The widespread success of artificial intelligence in fields like natural language processing and computer vision has not yet fully transferred to robotics, where progress is hindered by the lack of large-scale training data and the complexity of real-world tasks. To address this, many robot learning researchers are pushing to get robots deployed at scale in everyday unstructured environments like our homes to initiate a data flywheel. While current robot learning systems are effective for certain short-horizon tasks, they are not designed to autonomously operate over long time horizons in unstructured environments.

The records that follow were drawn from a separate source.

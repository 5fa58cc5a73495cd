// ============================================================
// Layer 4 — Dialogue Samples and Dataset
// ============================================================
// Encodes a Dialogue into the unified-transformer layout:
//
//   src = [CLS] turn_1 [SEP] turn_2 [SEP] ... turn_n [SEP]
//   tgt = [CLS] response [SEP]
//
//   token_ids = src ++ tgt
//   type_ids  = 0 for every src token, 1 for every tgt token
//   pos_ids   = 0, 1, 2, ...
//
// The model predicts tgt[i + 1] from the output at position
// len(src) + i, so:
//
//   labels          = tgt[1..]
//   label_positions = len(src) + 0 .. len(src) + len(tgt) - 1
//
// Truncation keeps the sequence within max_seq_len:
//   - tgt is cut to at most max_seq_len / 2 tokens, keeping [SEP]
//   - src is cut from the left, keeping the leading [CLS],
//     so the most recent turns survive
//
// Reference: Burn Book §4 (Datasets)

use anyhow::Result;
use burn::data::dataset::Dataset;
use serde::{Deserialize, Serialize};

use crate::data::vocab::Vocabulary;
use crate::domain::dialogue::Dialogue;

/// One encoded dialogue, unpadded.
#[derive(Debug, Clone, PartialEq, Serialize, Deserialize)]
pub struct DialogueSample {
    pub token_ids:       Vec<u32>,
    pub type_ids:        Vec<u32>,
    pub pos_ids:         Vec<u32>,
    /// Number of leading context tokens (type 0)
    pub src_len:         usize,
    pub labels:          Vec<u32>,
    /// Positions (within this sample) whose outputs predict `labels`
    pub label_positions: Vec<usize>,
}

impl DialogueSample {
    /// Tokenize and encode one dialogue.
    pub fn encode(dialogue: &Dialogue, vocab: &Vocabulary, max_seq_len: usize) -> Result<Self> {
        let context = dialogue
            .context
            .iter()
            .map(|turn| vocab.encode(turn))
            .collect::<Result<Vec<_>>>()?;
        let response = vocab.encode(&dialogue.response)?;
        Ok(Self::from_ids(&context, &response, vocab.bos_id(), vocab.eos_id(), max_seq_len))
    }

    /// Build the layout from already-encoded turns.
    ///
    /// `max_seq_len` must be at least 4.
    pub fn from_ids(
        context:     &[Vec<u32>],
        response:    &[u32],
        bos_id:      u32,
        eos_id:      u32,
        max_seq_len: usize,
    ) -> Self {
        let max_tgt_len = max_seq_len / 2;
        let mut tgt = Vec::with_capacity(response.len() + 2);
        tgt.push(bos_id);
        tgt.extend_from_slice(response);
        tgt.push(eos_id);
        if tgt.len() > max_tgt_len {
            tgt.truncate(max_tgt_len - 1);
            tgt.push(eos_id);
        }

        let mut src = vec![bos_id];
        for turn in context {
            src.extend_from_slice(turn);
            src.push(eos_id);
        }
        let src_budget = max_seq_len - tgt.len();
        if src.len() > src_budget {
            let keep = src_budget - 1;
            let tail = src.split_off(src.len() - keep);
            src.truncate(1);
            src.extend(tail);
        }

        let src_len = src.len();
        let total   = src_len + tgt.len();

        let labels = tgt[1..].to_vec();
        let label_positions = (0..tgt.len() - 1).map(|i| src_len + i).collect();

        let type_ids = std::iter::repeat(0)
            .take(src_len)
            .chain(std::iter::repeat(1).take(tgt.len()))
            .collect();
        let pos_ids = (0..total as u32).collect();

        let mut token_ids = src;
        token_ids.extend(tgt);

        Self { token_ids, type_ids, pos_ids, src_len, labels, label_positions }
    }

    pub fn len(&self) -> usize {
        self.token_ids.len()
    }
}

/// In-memory collection of encoded samples.
pub struct DialogueDataset {
    samples: Vec<DialogueSample>,
}

impl DialogueDataset {
    pub fn new(samples: Vec<DialogueSample>) -> Self { Self { samples } }

    /// Encode every dialogue with the given vocabulary.
    pub fn from_dialogues(
        dialogues:   &[Dialogue],
        vocab:       &Vocabulary,
        max_seq_len: usize,
    ) -> Result<Self> {
        let samples = dialogues
            .iter()
            .map(|d| DialogueSample::encode(d, vocab, max_seq_len))
            .collect::<Result<Vec<_>>>()?;
        let tokens: usize = samples.iter().map(DialogueSample::len).sum();
        tracing::info!("Encoded {} samples ({} tokens)", samples.len(), tokens);
        Ok(Self::new(samples))
    }

    pub fn sample_count(&self) -> usize { self.samples.len() }

    /// Sequence length of every sample, in index order
    pub fn lengths(&self) -> Vec<usize> {
        self.samples.iter().map(DialogueSample::len).collect()
    }
}

impl Dataset<DialogueSample> for DialogueDataset {
    fn get(&self, index: usize) -> Option<DialogueSample> {
        self.samples.get(index).cloned()
    }

    fn len(&self) -> usize {
        self.samples.len()
    }
}

// ─── Unit Tests ───────────────────────────────────────────────────────────────
#[cfg(test)]
mod tests {
    use super::*;

    const BOS: u32 = 2;
    const EOS: u32 = 3;

    #[test]
    fn test_layout_without_truncation() {
        let s = DialogueSample::from_ids(&[vec![10, 11], vec![12]], &[20, 21], BOS, EOS, 64);
        assert_eq!(s.token_ids, vec![BOS, 10, 11, EOS, 12, EOS, BOS, 20, 21, EOS]);
        assert_eq!(s.type_ids,  vec![0, 0, 0, 0, 0, 0, 1, 1, 1, 1]);
        assert_eq!(s.pos_ids,   (0..10).collect::<Vec<u32>>());
        assert_eq!(s.src_len, 6);
        assert_eq!(s.labels, vec![20, 21, EOS]);
        assert_eq!(s.label_positions, vec![6, 7, 8]);
    }

    #[test]
    fn test_labels_are_next_tokens_of_their_positions() {
        let s = DialogueSample::from_ids(&[vec![10]], &[20, 21, 22], BOS, EOS, 64);
        for (label, pos) in s.labels.iter().zip(&s.label_positions) {
            assert_eq!(*label, s.token_ids[pos + 1]);
        }
    }

    #[test]
    fn test_context_is_truncated_from_the_left() {
        let context = vec![vec![10, 11, 12, 13], vec![14, 15]];
        let s = DialogueSample::from_ids(&context, &[20], BOS, EOS, 8);
        // tgt = [BOS, 20, EOS]; src budget = 5 → [BOS] + last 4 of src
        assert_eq!(s.token_ids, vec![BOS, EOS, 14, 15, EOS, BOS, 20, EOS]);
        assert_eq!(s.src_len, 5);
        assert_eq!(s.len(), 8);
    }

    #[test]
    fn test_response_is_truncated_keeping_end_token() {
        let s = DialogueSample::from_ids(&[vec![10]], &[20, 21, 22, 23, 24], BOS, EOS, 8);
        // max tgt = 4 → [BOS, 20, 21, EOS]
        assert_eq!(&s.token_ids[s.src_len..], &[BOS, 20, 21, EOS]);
        assert!(s.len() <= 8);
    }

    #[test]
    fn test_dataset_trait() {
        let s = DialogueSample::from_ids(&[vec![10]], &[20], BOS, EOS, 16);
        let ds = DialogueDataset::new(vec![s.clone(), s]);
        assert_eq!(ds.len(), 2);
        assert_eq!(ds.lengths(), vec![6, 6]);
        assert!(ds.get(2).is_none());
    }
}
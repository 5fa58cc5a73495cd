// ============================================================
// Layer 2 — TrainUseCase
// ============================================================
// Orchestrates the full fine-tuning pipeline in order:
//
//   Step 1: Validate the configuration
//   Step 2: Load the vocabulary                (Layer 4 - data)
//   Step 3: Load and encode train / valid sets (Layer 4 - data)
//   Step 4: Save config                        (Layer 6 - infra)
//   Step 5: Launch the training workers        (Layer 5 - ml)
//
// Reference: Rust Book §13 (Iterators and Closures)
//            Burn Book §5 (Training)

use anyhow::Result;
use serde::{Deserialize, Serialize};
use std::sync::Arc;

use crate::application::config::{non_negative, positive, ConfigError, ModelSettings};
use crate::data::{dataset::DialogueDataset, loader::DialogueFileLoader, vocab::Vocabulary};
use crate::domain::traits::DialogueSource;
use crate::infra::checkpoint::CheckpointManager;
use crate::ml::model::UnifiedTransformerConfig;
use crate::ml::trainer::{run_training, TrainingData};

// ─── Training Configuration ──────────────────────────────────────────────────
// All hyperparameters for a training run.
// Serialisable so it can be saved next to the checkpoints.
#[derive(Debug, Clone, PartialEq, Serialize, Deserialize)]
pub struct TrainConfig {
    /// 0 = CPU, 1 = one GPU, n = one replica per GPU
    pub n_gpus:          usize,
    pub seed:            u64,

    pub save_dir:        String,
    /// Checkpoint prefix (`{dir}/{name}`) to start from
    pub init_from_ckpt:  Option<String>,
    /// Also restore optimizer state and schedule step
    pub load_optimizer:  bool,
    pub vocab_file:      String,
    pub train_data_path: String,
    pub valid_data_path: String,

    /// Token budget per batch (max length × samples)
    pub batch_size:      usize,
    pub sort_pool_size:  usize,

    pub epochs:          usize,
    pub lr:              f64,
    pub weight_decay:    f64,
    pub warmup_steps:    usize,
    pub max_grad_norm:   f64,

    pub logging_steps:   usize,
    pub save_steps:      usize,

    #[serde(flatten)]
    pub model:           ModelSettings,
}

impl Default for TrainConfig {
    fn default() -> Self {
        Self {
            n_gpus:          1,
            seed:            2021,
            save_dir:        "checkpoints".to_string(),
            init_from_ckpt:  None,
            load_optimizer:  false,
            vocab_file:      "datasets/vocab.txt".to_string(),
            train_data_path: "datasets/train.txt".to_string(),
            valid_data_path: "datasets/valid.txt".to_string(),
            batch_size:      8192,
            sort_pool_size:  65536,
            epochs:          10,
            lr:              1e-5,
            weight_decay:    0.01,
            warmup_steps:    4000,
            max_grad_norm:   0.1,
            logging_steps:   500,
            save_steps:      8000,
            model:           ModelSettings::default(),
        }
    }
}

impl TrainConfig {
    /// Number of data-parallel replicas
    pub fn world_size(&self) -> usize {
        self.n_gpus.max(1)
    }

    pub fn model_config(&self, vocab_size: usize) -> UnifiedTransformerConfig {
        self.model.model_config(vocab_size)
    }

    pub fn validate(&self) -> Result<(), ConfigError> {
        self.model.validate()?;
        positive("batch_size", self.batch_size)?;
        positive("sort_pool_size", self.sort_pool_size)?;
        positive("warmup_steps", self.warmup_steps)?;
        non_negative("weight_decay", self.weight_decay)?;
        non_negative("max_grad_norm", self.max_grad_norm)?;
        if !(self.lr.is_finite() && self.lr > 0.0) {
            return Err(ConfigError::Zero("lr"));
        }
        if self.load_optimizer && self.init_from_ckpt.is_none() {
            return Err(ConfigError::OptimizerWithoutCheckpoint);
        }
        Ok(())
    }
}

/// Read a dialogue file and encode it into a shared dataset.
pub(crate) fn load_dataset(
    path:        &str,
    vocab:       &Vocabulary,
    max_seq_len: usize,
) -> Result<Arc<DialogueDataset>> {
    let dialogues = DialogueFileLoader::new(path).load_all()?;
    let dataset   = DialogueDataset::from_dialogues(&dialogues, vocab, max_seq_len)?;
    Ok(Arc::new(dataset))
}

// ─── TrainUseCase ─────────────────────────────────────────────────────────────
// Owns the config and runs the full training pipeline.
pub struct TrainUseCase {
    config: TrainConfig,
}

impl TrainUseCase {
    pub fn new(config: TrainConfig) -> Self {
        Self { config }
    }

    /// Execute the full training pipeline end to end
    pub fn execute(&self) -> Result<()> {
        let cfg = &self.config;

        // ── Step 1: Validate ──────────────────────────────────────────────────
        cfg.validate()?;

        // ── Step 2: Vocabulary ────────────────────────────────────────────────
        let vocab = Vocabulary::from_file(&cfg.vocab_file)?;

        // ── Step 3: Datasets ──────────────────────────────────────────────────
        let train = load_dataset(&cfg.train_data_path, &vocab, cfg.model.max_seq_len)?;
        let valid = load_dataset(&cfg.valid_data_path, &vocab, cfg.model.max_seq_len)?;
        tracing::info!(
            "Datasets: {} train, {} validation samples",
            train.sample_count(),
            valid.sample_count()
        );

        // ── Step 4: Save config next to the checkpoints ───────────────────────
        let checkpoints = CheckpointManager::new(&cfg.save_dir)?;
        checkpoints.save_config(cfg)?;

        // ── Step 5: Run training (Layer 5) ────────────────────────────────────
        let data = TrainingData {
            train,
            valid,
            vocab_size: vocab.size(),
            pad_id:     vocab.pad_id(),
        };
        run_training(cfg, &data, &checkpoints)
    }
}

// ─── Unit Tests ───────────────────────────────────────────────────────────────
#[cfg(test)]
mod tests {
    use super::*;
    use crate::application::evaluate_use_case::{EvalConfig, EvaluateUseCase};
    use crate::testing::write_corpus;

    #[test]
    fn test_default_config_is_valid() {
        assert_eq!(TrainConfig::default().validate(), Ok(()));
        assert_eq!(TrainConfig::default().world_size(), 1);
    }

    #[test]
    fn test_rejects_optimizer_without_checkpoint() {
        let cfg = TrainConfig { load_optimizer: true, ..TrainConfig::default() };
        assert_eq!(cfg.validate(), Err(ConfigError::OptimizerWithoutCheckpoint));
    }

    #[test]
    fn test_rejects_zero_budgets() {
        let cfg = TrainConfig { batch_size: 0, ..TrainConfig::default() };
        assert_eq!(cfg.validate(), Err(ConfigError::Zero("batch_size")));
        let cfg = TrainConfig { lr: 0.0, ..TrainConfig::default() };
        assert_eq!(cfg.validate(), Err(ConfigError::Zero("lr")));
    }

    #[test]
    fn test_config_json_is_flat() {
        let json = serde_json::to_value(TrainConfig::default()).unwrap();
        assert_eq!(json["d_model"], 768);
        assert_eq!(json["activation"], "gelu");
        assert!(json.get("model").is_none());
    }

    #[test]
    fn test_train_then_evaluate_end_to_end() {
        let dir    = tempfile::tempdir().unwrap();
        let corpus = write_corpus(dir.path());
        let save   = dir.path().join("save");

        let cfg = TrainConfig {
            n_gpus:          0,
            save_dir:        save.to_string_lossy().into_owned(),
            vocab_file:      corpus.vocab.clone(),
            train_data_path: corpus.train.clone(),
            valid_data_path: corpus.valid.clone(),
            batch_size:      64,
            sort_pool_size:  16,
            epochs:          1,
            lr:              1e-3,
            warmup_steps:    2,
            logging_steps:   1,
            save_steps:      2,
            model:           corpus.model.clone(),
            ..TrainConfig::default()
        };
        TrainUseCase::new(cfg.clone()).execute().unwrap();

        assert!(save.join("train_config.json").exists());
        assert!(save.join("metrics.csv").exists());
        assert!(save.join("2.params").exists());
        assert!(save.join("2.opt").exists());
        assert_eq!(CheckpointManager::new(&save).unwrap().load_config().unwrap(), cfg);

        let summary = EvaluateUseCase::new(EvalConfig {
            checkpoint:      save.join("2").to_string_lossy().into_owned(),
            vocab_file:      corpus.vocab,
            valid_data_path: corpus.valid,
            batch_size:      64,
            sort_pool_size:  16,
            n_gpus:          0,
            model:           corpus.model,
        })
        .execute()
        .unwrap();
        assert!(summary.tokens > 0);
        assert!(summary.mean_loss.is_finite());
    }

    #[test]
    fn test_resume_restores_optimizer_state() {
        let dir    = tempfile::tempdir().unwrap();
        let corpus = write_corpus(dir.path());
        let first  = dir.path().join("first");
        let second = dir.path().join("second");

        let base = TrainConfig {
            n_gpus:          0,
            vocab_file:      corpus.vocab.clone(),
            train_data_path: corpus.train.clone(),
            valid_data_path: corpus.valid.clone(),
            batch_size:      64,
            sort_pool_size:  16,
            epochs:          1,
            lr:              1e-3,
            warmup_steps:    2,
            logging_steps:   0,
            save_steps:      2,
            model:           corpus.model.clone(),
            ..TrainConfig::default()
        };
        TrainUseCase::new(TrainConfig {
            save_dir: first.to_string_lossy().into_owned(),
            ..base.clone()
        })
        .execute()
        .unwrap();

        // The resumed run continues at step 2, so its first save is at step 4.
        TrainUseCase::new(TrainConfig {
            save_dir:       second.to_string_lossy().into_owned(),
            init_from_ckpt: Some(first.join("2").to_string_lossy().into_owned()),
            load_optimizer: true,
            ..base
        })
        .execute()
        .unwrap();
        assert!(second.join("4.params").exists());
        assert!(!second.join("2.params").exists());
    }
}
// ============================================================
// Layer 3 — Core Traits (Abstractions)
// ============================================================
// The application layer programs against these traits so the
// concrete implementations can be swapped:
//   - DialogueFileLoader implements DialogueSource
//   - ConsoleObserver and test recorders implement TrainObserver
//
// Reference: Rust Book §10 (Traits: Defining Shared Behaviour)

use anyhow::Result;
use std::path::Path;

use crate::domain::dialogue::Dialogue;
use crate::domain::metrics::{EvalSummary, StepMetrics};

// ─── DialogueSource ───────────────────────────────────────────────────────────
/// Any component that can produce dialogues.
pub trait DialogueSource {
    /// Load every dialogue available from this source.
    fn load_all(&self) -> Result<Vec<Dialogue>>;
}

// ─── TrainObserver ────────────────────────────────────────────────────────────
/// Receives the side-effecting reports of the training loop.
///
/// The loop only calls an observer on the coordinating worker
/// (rank 0), so implementations may write files freely.
pub trait TrainObserver {
    /// A new epoch is starting. `epoch` is 1-based.
    fn on_epoch_start(&mut self, epoch: usize, total_epochs: usize) -> Result<()>;

    /// A training log interval elapsed.
    fn on_step(&mut self, metrics: &StepMetrics) -> Result<()>;

    /// A cadence-triggered evaluation is about to run.
    fn on_evaluation_start(&mut self, _step: usize) -> Result<()> {
        Ok(())
    }

    /// A cadence-triggered evaluation finished.
    fn on_evaluation(&mut self, step: usize, summary: &EvalSummary) -> Result<()>;

    /// A checkpoint was written; `prefix` is `{save_dir}/{name}`.
    fn on_checkpoint(&mut self, step: usize, prefix: &Path) -> Result<()>;
}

This thesis focuses on addressing two key challenges for robots operating over long time horizons: memory and lifelong learning. We propose two novel methods to advance these capabilities. First, we introduce t-DGR, a trajectory-based deep generative replay method that achieves state-of-the-art performance on Continual World benchmarks, advancing lifelong learning. Second, we develop a framework that leverages human demonstrations to teach agents effective memory utilization, improving learning efficiency and success rates on Memory Gym tasks. Finally, we discuss future directions for achieving the lifelong learning and memory capabilities necessary for robots to function at scale in real-world settings.
Paper Structure (97 sections, 14 equations, 19 figures, 11 tables, 2 algorithms)

This paper contains 97 sections, 14 equations, 19 figures, 11 tables, 2 algorithms.

Figures (19)

  • Figure 1: A humanoid operating in a living room.
  • Figure 2: The data flywheel for robotics.
  • Figure 3: Roomba robot vacuuming the carpet of a residential game room.
  • Figure 4: The first row presents a comparison of three generative methods for imitating an agent's movement in a continuous 2D plane with Gaussian noise. The objective is to replicate the ground truth path, which transitions from darker to lighter colors. The autoregressive method (CRIL) encounters a challenge at the first sharp turn as nearby points move in opposing directions. Once the autoregressive method deviates off course, it never recovers and compromises the remaining trajectory. In contrast, sampling individual state observations i.i.d. without considering the temporal nature of trajectories (DGR) leads to a fragmented path with numerous gaps. Our proposed method t-DGR samples individual state observations conditioned on the trajectory timestep. By doing so, t-DGR successfully avoids the pitfalls of CRIL and DGR, ensuring a more accurate replication of the desired trajectory. The second row illustrates how each method generates trajectory data. CRIL generates the next state observation conditioned on the previous state observation. DGR, in contrast, does not attempt to generate a trajectory but generates individual state observations i.i.d. On the other hand, t-DGR generates state observations conditioned on the trajectory timestep.
  • Figure 5: The deep generative replay paradigm. The algorithm learns to generate trajectories from past tasks to augment real trajectories from the current task in order to mitigate catastrophic forgetting. Both the generator and policy model are updated with this augmented dataset.